John Snow and the importance of contaminated water

on 6.2.09 with 0 comments

In the first half of the nineteenth century a cholera epidemic occurred in London. The physician John Snow, already well-known in 1853 as anaesthetist to Queen Victoria (chloroform during childbirth), had a special interest in cholera. In 1854 he examined the various families presenting cases and calculated that the mortality in the houses which were supplied with water by the Southwark and Vauxhall Water Company was 31/1000 houses. This was 8.5 times higher than in houses supplied by the rival Lambeth Company. Although neither of the two companies offered purified water, the first company took its water from the Thames near London Bridge, downstream from the city sewage outlets while the second company pumped its water upstream from the city at Thames Ditton. In 1849 there had been no difference in mortality between the families which received water from Lambeth or Southwark. Before 1851 the Lambeth Company drew its water from a highly contaminated stretch of the Thames near Hungerford Market. It was this spectacular change (1849 compared to 1854) which made Snow conclude that contaminated water had a causal connection with cholera. Although both companies delivered water in the same streets, the water used in any particular house could be identified by its salt content (London Bridge is closer to the sea and its water is more salty than that at Thames Ditton). Adding silver nitrate leads to precipitation of silver chloride, proportionate to the amount of salt in the water. This was the basis of a simple test which could be carried out in every house.

During a particular outbreak he mapped the houses where cholera occurred. On the map spatial clustering around the Broad Street pump could be seen. The houses where cases occurred were closer to the Broad Street pump than to other water pumps. People usually took their water from the nearest pump. There was no similar clustering in front of the sewage outlets, which argued against the miasma theory which was popular at that time (fumes from the sewers). He noticed that families where cholera occurred, used water from a particular public water pump in Broad Street, St James’s parish, Soho. Families which were spared, obtained their water elsewhere (there were five water pumps in the area). After the pump had been turned off (the handle was removed), the epidemic stopped (although the epidemic was already diminishing before the pump was made unusable). Careful inspection showed broken masonry in the well. A few metres further up was a sewer from which water was overflowing into the well. It was quite a new concept to use maps for epidemiological purposes.
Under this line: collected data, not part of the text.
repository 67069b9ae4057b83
pub mod errors;
pub mod payments;
pub mod webhook;

use {
    crate::AppState,
    axum::{
        Router,
        extract::DefaultBodyLimit,
        routing::{get, post},
    },
    tower_http::trace::TraceLayer,
};

pub fn router(state: AppState) -> Router {
    Router::new()
        .route("/", get(|| async { "ok" }))
        .route(
            "/payments/create-payment-session",
            post(payments::create_payment_session_handler),
        )
        .route("/payments/success", get(payments::success_handler))
        .route("/payments/cancel", get(payments::cancel_handler))
        .route("/payments/webhook", post(webhook::webhook_handler))
        .layer(DefaultBodyLimit::max(64 * 1024)) // Stripe events are typically under 20 KB
        .layer(TraceLayer::new_for_http())
        .with_state(state)
}
use {
    crate::{
        AppState,
        domain::{
            error::PipelineError,
            session::{PaymentSessionRequest, PaymentSessionResponse},
        },
        services::checkout::create_payment_session,
        transport::http::errors::ApiError,
    },
    axum::{
        Json,
        extract::{State, rejection::JsonRejection},
    },
};

pub async fn create_payment_session_handler(
    State(state): State<AppState>,
    payload: Result<Json<PaymentSessionRequest>, JsonRejection>,
) -> Result<Json<PaymentSessionResponse>, ApiError> {
    let Json(request) =
        payload.map_err(|e| PipelineError::Validation(e.body_text()))?;

    let response = create_payment_session(state.checkout.as_ref(), &request).await?;
    Ok(Json(response))
}

pub async fn success_handler() -> Json<serde_json::Value> {
    Json(serde_json::json!({
        "ok": true,
        "message": "Payment successful",
    }))
}

pub async fn cancel_handler() -> Json<serde_json::Value> {
    Json(serde_json::json!({
        "ok": false,
        "message": "Payment cancelled",
    }))
}
use crate::domain::{
    error::PipelineError,
    provider::CheckoutProvider,
    session::{PaymentSessionRequest, PaymentSessionResponse},
};

/// Validate the cart, ask the provider for a hosted checkout session and
/// return its redirect URLs. Provider failures propagate untouched.
#[tracing::instrument(
    name = "create_payment_session",
    skip_all,
    fields(order_id = %request.order_id, currency = %request.currency, items = request.items.len())
)]
pub async fn create_payment_session(
    provider: &dyn CheckoutProvider,
    request: &PaymentSessionRequest,
) -> Result<PaymentSessionResponse, PipelineError> {
    let session = request.validate()?;
    let created = provider.create_checkout_session(&session).await?;

    tracing::info!(session_id = %created.id, "checkout session created");
    Ok(created.into())
}
use {
    crate::domain::{
        error::PipelineError,
        event::{ChargeSucceeded, ORDER_ID_METADATA_KEY, WebhookEvent},
        id::PaymentId,
        money::CurrencyCode,
        provider::{CheckoutProvider, WebhookVerifier},
        session::{CheckoutSession, NewCheckoutSession},
    },
    std::{collections::HashMap, fmt, future::Future, pin::Pin, str::FromStr},
};

/// Stripe settings needed by both the session initiator and the webhook relay.
#[derive(Clone)]
pub struct StripeSettings {
    pub secret_key: String,
    pub endpoint_secret: String,
    pub success_url: String,
    pub cancel_url: String,
}

impl fmt::Debug for StripeSettings {
    fn fmt(&self, f: &mut fmt::Formatter<'_>) -> fmt::Result {
        f.debug_struct("StripeSettings")
            .field("secret_key", &"<redacted>")
            .field("endpoint_secret", &"<redacted>")
            .field("success_url", &self.success_url)
            .field("cancel_url", &self.cancel_url)
            .finish()
    }
}

/// The one configured Stripe client, built at startup and shared by handlers.
pub struct StripeGateway {
    client: stripe::Client,
    endpoint_secret: String,
    success_url: String,
    cancel_url: String,
}

impl StripeGateway {
    pub fn new(settings: StripeSettings) -> Self {
        Self {
            client: stripe::Client::new(settings.secret_key),
            endpoint_secret: settings.endpoint_secret,
            success_url: settings.success_url,
            cancel_url: settings.cancel_url,
        }
    }

    /// Builds the session-creation request: single payment mode, one priced
    /// line item per cart entry, order id attached to the payment intent.
    pub fn checkout_params<'a>(
        &'a self,
        session: &NewCheckoutSession,
    ) -> Result<stripe::CreateCheckoutSession<'a>, PipelineError> {
        let currency = convert_currency(&session.currency)?;

        let line_items = session
            .line_items
            .iter()
            .map(|item| stripe::CreateCheckoutSessionLineItems {
                price_data: Some(stripe::CreateCheckoutSessionLineItemsPriceData {
                    currency,
                    product_data: Some(
                        stripe::CreateCheckoutSessionLineItemsPriceDataProductData {
                            name: item.name.clone(),
                            ..Default::default()
                        },
                    ),
                    unit_amount: Some(item.unit_amount.cents()),
                    ..Default::default()
                }),
                quantity: Some(item.quantity),
                ..Default::default()
            })
            .collect();

        let metadata = HashMap::from([(
            ORDER_ID_METADATA_KEY.to_string(),
            session.order_id.as_str().to_string(),
        )]);

        let mut params = stripe::CreateCheckoutSession::new();
        params.mode = Some(stripe::CheckoutSessionMode::Payment);
        params.line_items = Some(line_items);
        params.payment_intent_data = Some(stripe::CreateCheckoutSessionPaymentIntentData {
            metadata: Some(metadata),
            ..Default::default()
        });
        params.success_url = Some(self.success_url.as_str());
        params.cancel_url = Some(self.cancel_url.as_str());
        Ok(params)
    }

    async fn create_checkout_session_inner(
        &self,
        session: &NewCheckoutSession,
    ) -> Result<CheckoutSession, PipelineError> {
        let params = self.checkout_params(session)?;
        let created = stripe::CheckoutSession::create(&self.client, params)
            .await
            .map_err(|e| PipelineError::Provider(format!("Stripe API: {e}")))?;

        Ok(CheckoutSession {
            id: created.id.to_string(),
            success_url: created.success_url,
            cancel_url: created.cancel_url,
            url: created.url,
        })
    }
}

impl CheckoutProvider for StripeGateway {
    fn create_checkout_session(
        &self,
        session: &NewCheckoutSession,
    ) -> Pin<Box<dyn Future<Output = Result<CheckoutSession, PipelineError>> + Send + '_>> {
        let session = session.clone();
        Box::pin(async move { self.create_checkout_session_inner(&session).await })
    }
}

impl WebhookVerifier for StripeGateway {
    fn verify(&self, payload: &str, signature: &str) -> Result<WebhookEvent, PipelineError> {
        let verified = stripe::Webhook::construct_event(payload, signature, &self.endpoint_secret);

        match verified {
            Ok(event) => {
                // The typed event only exposes an enum; read the wire name for logs.
                let raw_event: serde_json::Value = serde_json::from_str(payload)?;
                webhook_event_from_stripe(event_type_of(&raw_event), event.data.object)
            }
            // Signature checked out, but the object kind is one the SDK does not model.
            Err(stripe::WebhookError::BadParse(err)) => {
                let raw_event: serde_json::Value = serde_json::from_str(payload)?;
                tracing::debug!(
                    event_type = event_type_of(&raw_event),
                    error = %err,
                    "typed decode failed, reading raw event"
                );
                webhook_event_from_raw(&raw_event)
            }
            Err(err) => Err(PipelineError::WebhookSignature(err.to_string())),
        }
    }
}

fn event_type_of(raw_event: &serde_json::Value) -> &str {
    raw_event
        .get("type")
        .and_then(|v| v.as_str())
        .unwrap_or("unknown")
}

pub fn webhook_event_from_stripe(
    event_type: &str,
    object: stripe::EventObject,
) -> Result<WebhookEvent, PipelineError> {
    match (event_type, object) {
        ("charge.succeeded", stripe::EventObject::Charge(charge)) => {
            Ok(WebhookEvent::ChargeSucceeded(ChargeSucceeded {
                payment_id: PaymentId::new(charge.id.to_string())?,
                metadata: charge.metadata,
                receipt_url: charge.receipt_url,
            }))
        }
        (other, _) => Ok(WebhookEvent::Unhandled {
            event_type: other.to_string(),
        }),
    }
}

/// Reads an already verified event straight from its JSON, for payloads the
/// typed SDK model cannot decode.
pub fn webhook_event_from_raw(raw_event: &serde_json::Value) -> Result<WebhookEvent, PipelineError> {
    let event_type = event_type_of(raw_event);
    let object = &raw_event["data"]["object"];

    if event_type != "charge.succeeded" || object["object"] != "charge" {
        return Ok(WebhookEvent::Unhandled {
            event_type: event_type.to_string(),
        });
    }

    let payment_id = object["id"]
        .as_str()
        .ok_or_else(|| PipelineError::Validation("charge without id".into()))?;
    let metadata = object["metadata"]
        .as_object()
        .map(|entries| {
            entries
                .iter()
                .filter_map(|(k, v)| Some((k.clone(), v.as_str()?.to_string())))
                .collect::<HashMap<_, _>>()
        })
        .unwrap_or_default();

    Ok(WebhookEvent::ChargeSucceeded(ChargeSucceeded {
        payment_id: PaymentId::new(payment_id)?,
        metadata,
        receipt_url: object["receipt_url"].as_str().map(String::from),
    }))
}

pub fn convert_currency(code: &CurrencyCode) -> Result<stripe::Currency, PipelineError> {
    stripe::Currency::from_str(code.as_str())
        .map_err(|_| PipelineError::Validation(format!("unsupported currency: {code}")))
}
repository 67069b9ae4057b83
pub mod http;
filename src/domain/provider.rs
use {
    super::error::PipelineError,
    super::event::WebhookEvent,
    super::session::{CheckoutSession, NewCheckoutSession},
    std::{future::Future, pin::Pin},
};

pub trait CheckoutProvider: Send + Sync {
    fn create_checkout_session(
        &self,
        session: &NewCheckoutSession,
    ) -> Pin<Box<dyn Future<Output = Result<CheckoutSession, PipelineError>> + Send + '_>>;
}

/// Authenticates a raw webhook body against its signature header and
/// interprets it. Implementations must not parse anything they did not verify.
pub trait WebhookVerifier: Send + Sync {
    fn verify(&self, payload: &str, signature: &str) -> Result<WebhookEvent, PipelineError>;
}
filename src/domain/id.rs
use derive_more::Display;
use serde::{Deserialize, Serialize};

use super::error::PipelineError;

/// Internal order identifier, carried through the provider as metadata.
#[derive(Debug, Clone, PartialEq, Eq, Hash, Display, Serialize, Deserialize)]
#[serde(transparent)]
pub struct OrderId(String);

impl OrderId {
    pub fn new(id: impl Into<String>) -> Result<Self, PipelineError> {
        let id = id.into();
        if id.trim().is_empty() {
            return Err(PipelineError::Validation("orderId must not be empty".into()));
        }
        Ok(Self(id))
    }

    pub fn as_str(&self) -> &str {
        &self.0
    }

    pub fn into_inner(self) -> String {
        self.0
    }
}

/// Provider charge identifier (`ch_xxx`).
#[derive(Debug, Clone, PartialEq, Eq, Display, Serialize, Deserialize)]
#[serde(transparent)]
pub struct PaymentId(String);

impl PaymentId {
    pub fn new(id: impl Into<String>) -> Result<Self, PipelineError> {
        let id = id.into();
        if id.is_empty() {
            return Err(PipelineError::Validation("payment id must not be empty".into()));
        }
        Ok(Self(id))
    }

    pub fn as_str(&self) -> &str {
        &self.0
    }

    pub fn into_inner(self) -> String {
        self.0
    }
}
use {crate::adapters::stripe::StripeSettings, std::env, thiserror::Error};

const DEFAULT_PORT: u16 = 3000;

#[derive(Debug, Error, PartialEq, Eq)]
pub enum ConfigError {
    #[error("{0} must be set")]
    Missing(&'static str),

    #[error("{name} is invalid: {value:?}")]
    Invalid { name: &'static str, value: String },
}

/// Everything the service reads from the environment.
#[derive(Debug, Clone)]
pub struct Config {
    pub port: u16,
    pub stripe: StripeSettings,
}

impl Config {
    pub fn from_env() -> Result<Self, ConfigError> {
        Self::from_lookup(|name| env::var(name).ok())
    }

    pub fn from_lookup(lookup: impl Fn(&str) -> Option<String>) -> Result<Self, ConfigError> {
        let required = |name: &'static str| {
            lookup(name)
                .filter(|v| !v.trim().is_empty())
                .ok_or(ConfigError::Missing(name))
        };

        let port = match lookup("PORT") {
            Some(raw) => raw.trim().parse().map_err(|_| ConfigError::Invalid {
                name: "PORT",
                value: raw,
            })?,
            None => DEFAULT_PORT,
        };

        Ok(Self {
            port,
            stripe: StripeSettings {
                secret_key: required("STRIPE_SECRET")?,
                endpoint_secret: required("STRIPE_ENDPOINT_SECRET")?,
                success_url: required("STRIPE_SUCCESS_URL")?,
                cancel_url: required("STRIPE_CANCEL_URL")?,
            },
        })
    }
}
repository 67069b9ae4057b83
use {
    checkout_relay::{
        AppState,
        adapters::stripe::StripeGateway,
        config::Config,
        infra::bus::{InProcessBus, run_logging_subscriber},
        transport::http::router,
    },
    std::sync::Arc,
    tokio::signal,
    tracing_subscriber::EnvFilter,
};

#[tokio::main]
async fn main() {
    tracing_subscriber::fmt()
        .with_env_filter(EnvFilter::try_from_default_env().unwrap_or_else(|_| "info".into()))
        .init();

    dotenvy::dotenv().ok();
    let config = Config::from_env().expect("invalid configuration");

    let stripe = Arc::new(StripeGateway::new(config.stripe));
    let bus = InProcessBus::new();
    tokio::spawn(run_logging_subscriber(bus.subscribe()));

    let state = AppState {
        checkout: stripe.clone(),
        verifier: stripe,
        bus: Arc::new(bus),
    };

    let addr = format!("0.0.0.0:{}", config.port);
    let listener = tokio::net::TcpListener::bind(&addr)
        .await
        .expect("failed to bind listener");
    tracing::info!("listening on {addr}");
    axum::serve(listener, router(state))
        .with_graceful_shutdown(shutdown_signal())
        .await
        .expect("server error");
}

async fn shutdown_signal() {
    let ctrl_c = async {
        signal::ctrl_c().await.expect("failed to listen for ctrl+c");
    };

    let terminate = async {
        signal::unix::signal(signal::unix::SignalKind::terminate())
            .expect("failed to listen for SIGTERM")
            .recv()
            .await;
    };

    tokio::select! {
        _ = ctrl_c => tracing::info!("received ctrl+c, shutting down"),
        _ = terminate => tracing::info!("received SIGTERM, shutting down"),
    }
}
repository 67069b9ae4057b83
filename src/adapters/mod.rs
pub mod stripe;
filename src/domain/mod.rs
pub mod bus;
pub mod error;
pub mod event;
pub mod id;
pub mod money;
pub mod provider;
pub mod session;
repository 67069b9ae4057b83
pub mod adapters;
pub mod config;
pub mod domain;
pub mod infra;
pub mod services;
pub mod transport;

use {
    domain::{
        bus::EventBus,
        provider::{CheckoutProvider, WebhookVerifier},
    },
    std::sync::Arc,
};

#[derive(Clone)]
pub struct AppState {
    pub checkout: Arc<dyn CheckoutProvider>,
    pub verifier: Arc<dyn WebhookVerifier>,
    pub bus: Arc<dyn EventBus>,
}
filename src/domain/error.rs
use thiserror::Error;

#[derive(Debug, Error)]
pub enum PipelineError {
    #[error("validation: {0}")]
    Validation(String),

    #[error("webhook signature: {0}")]
    WebhookSignature(String),

    #[error("provider: {0}")]
    Provider(String),

    #[error("event bus: {0}")]
    Bus(String),

    #[error("serialization: {0}")]
    Serialization(#[from] serde_json::Error),
}
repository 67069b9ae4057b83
use {
    crate::{
        AppState, domain::error::PipelineError, services::relay::relay_event,
        transport::http::errors::ApiError,
    },
    axum::{Json, extract::State, http::HeaderMap},
};

pub const SIGNATURE_HEADER: &str = "Stripe-Signature";

#[tracing::instrument(
    name = "webhook",
    skip_all,
    fields(event_type = tracing::field::Empty)
)]
pub async fn webhook_handler(
    State(state): State<AppState>,
    headers: HeaderMap,
    body: String,
) -> Result<Json<serde_json::Value>, ApiError> {
    let sig = headers
        .get(SIGNATURE_HEADER)
        .and_then(|v| v.to_str().ok())
        .ok_or_else(|| {
            PipelineError::WebhookSignature(format!("missing {SIGNATURE_HEADER} header"))
        })?;

    let event = state.verifier.verify(&body, sig).inspect_err(|e| {
        tracing::warn!(error = %e, "webhook rejected");
    })?;

    tracing::Span::current().record("event_type", tracing::field::display(event.event_type()));

    let outcome = relay_event(state.bus.as_ref(), event).await?;
    Ok(Json(serde_json::json!({"status": outcome.as_str()})))
}
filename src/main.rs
use clap::{Args, Parser, Subcommand};
use octopus_tools::cli::{self, CatalogArgs};
use octopus_tools::error::OctoResult;
use octopus_tools::logging::init_tracing;
use std::path::PathBuf;

#[derive(Parser)]
#[command(name = "octo")]
#[command(about = "Check Octopus input files against the variables of an Octopus release.")]
#[command(long_about = "Octo - offline checking for Octopus input files

Every `Name = value` line is compared with the variable information of the
selected Octopus release: option names, integers, floats (including inline
expressions such as 0.2*angstrom or sqrt(2)) and logical values.

COMMANDS:
  check           - Report invalid values in input files
  watch           - Re-check a file every time it is saved
  vars            - List the variables of a release
  info            - Show everything known about one variable
  detect-version  - Find the installed Octopus version
  grammar         - Print a TextMate grammar for editors
  import-varinfo  - Build a catalog from an installation's varinfo file

EXAMPLES:
  octo check inp                              # Check with the default release
  octo --octopus-version 16.2 check inp       # Check against Octopus 16.2
  octo vars --filter td                       # Time-dependent variables
  octo info CalculationMode
  octo --data-dir ~/.octopus import-varinfo /opt/octopus/share/varinfo --version 16.3

Settings are also read from .octopus-tools.yaml in the input's directory or
any parent (keys: version, dataDir).")]
#[command(version)]
struct Cli {
    #[command(flatten)]
    catalog: CatalogFlags,

    #[command(subcommand)]
    command: Commands,
}

#[derive(Args)]
struct CatalogFlags {
    /// Octopus release to check against (e.g. 14.1, 16.2)
    #[arg(long = "octopus-version", global = true, env = "OCTOPUS_VERSION")]
    octopus_version: Option<String>,

    /// Directory with additional varinfo-<version>.json files
    #[arg(long, global = true, env = "OCTOPUS_DATA_DIR")]
    data_dir: Option<PathBuf>,
}

impl From<CatalogFlags> for CatalogArgs {
    fn from(flags: CatalogFlags) -> Self {
        CatalogArgs {
            version: flags.octopus_version,
            data_dir: flags.data_dir,
        }
    }
}

#[derive(Subcommand)]
enum Commands {
    #[command(long_about = "Report invalid values in Octopus input files.

Lines starting with #, % or - and blank lines are skipped. Variables that are
not part of the selected release are assumed to be user-defined and are not
reported.

Exits with an error when at least one invalid value is found.")]
    /// Report invalid values in input files
    Check {
        /// Input file(s) to check
        #[arg(required = true)]
        files: Vec<PathBuf>,
    },

    /// Re-check a file every time it changes
    Watch {
        /// Input file to watch
        file: PathBuf,

        /// Show verbose output
        #[arg(short, long)]
        verbose: bool,
    },

    /// List the variables of the selected release
    Vars {
        /// Only show variables whose name or section contains this text
        #[arg(short, long)]
        filter: Option<String>,
    },

    /// Show type, default, section and valid values of a variable
    Info {
        /// Variable name (case-insensitive)
        name: String,
    },

    #[command(long_about = "Find the installed Octopus version.

Tries, in order:
  1. `octopus --version` (5 second timeout)
  2. a `# octopus version: X.Y` marker in --file
  3. octopus.conf, config.inp, version.txt or .octopus-version in each root")]
    /// Find the installed Octopus version
    DetectVersion {
        /// Input file to look for a version marker in
        #[arg(long)]
        file: Option<PathBuf>,

        /// Directories to search for version files (default: current directory)
        roots: Vec<PathBuf>,
    },

    #[command(long_about = "Build a catalog from an Octopus varinfo file.

Every Octopus installation ships share/varinfo, which lists all input
variables of that release. The file is converted to varinfo-<version>.json
and written to --output, or else into --data-dir, or else into the current
directory. Catalogs in the data directory are picked up by every command and
by the language server.")]
    /// Build a catalog from an installation's varinfo file
    ImportVarinfo {
        /// Path to the varinfo file (share/varinfo in an installation)
        input: PathBuf,

        /// Octopus release the file belongs to (e.g. 16.3)
        #[arg(long = "version", value_name = "X.Y")]
        release: String,

        /// Write to this file instead of the data directory
        #[arg(short, long)]
        output: Option<PathBuf>,

        /// Show verbose import steps
        #[arg(short, long)]
        verbose: bool,
    },

    /// Print a TextMate grammar built from the selected release
    Grammar {
        /// Write to this file instead of stdout
        #[arg(short, long)]
        output: Option<PathBuf>,
    },
}

fn main() -> OctoResult<()> {
    init_tracing("octopus_tools=warn");
    let cli = Cli::parse();
    let args = CatalogArgs::from(cli.catalog);

    match cli.command {
        Commands::Check { files } => cli::check(files, args),

        Commands::Watch { file, verbose } => cli::watch(file, args, verbose),

        Commands::Vars { filter } => cli::vars(filter, args),

        Commands::Info { name } => cli::info(name, args),

        Commands::DetectVersion { file, roots } => cli::detect_version(file, roots, args).map(|_| ()),

        Commands::Grammar { output } => cli::grammar(output, args),

        Commands::ImportVarinfo {
            input,
            release,
            output,
            verbose,
        } => cli::import_varinfo(input, release, output, args, verbose).map(|_| ()),
    }
}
Similar findings were made in Hamburg in 1890. The incidence of cholera was 34/1000 in Hamburg, where the drinking water was drawn from the river Elbe, and 3.9/1000 for the surrounding areas where other sources were used. In Altona, downstream from Hamburg, contaminated water was also taken from the Elbe, but there was less cholera. How could this be explained? If anything, more cholera would be expected in Altona. The difference was that in Altona the water was first filtered slowly through sand before being supplied for consumption. These observations led to attempts to provide cities with clean drinking water and to construct adequate sewers. Cholera had an enormous effect on the development of the principles of public health and was the basis for the so-called “sanitary revolution” at the end of the 19th century. Cholera was the first disease for which surveillance was set up and because of this the disease has code number 001 in the international classification list of diseases.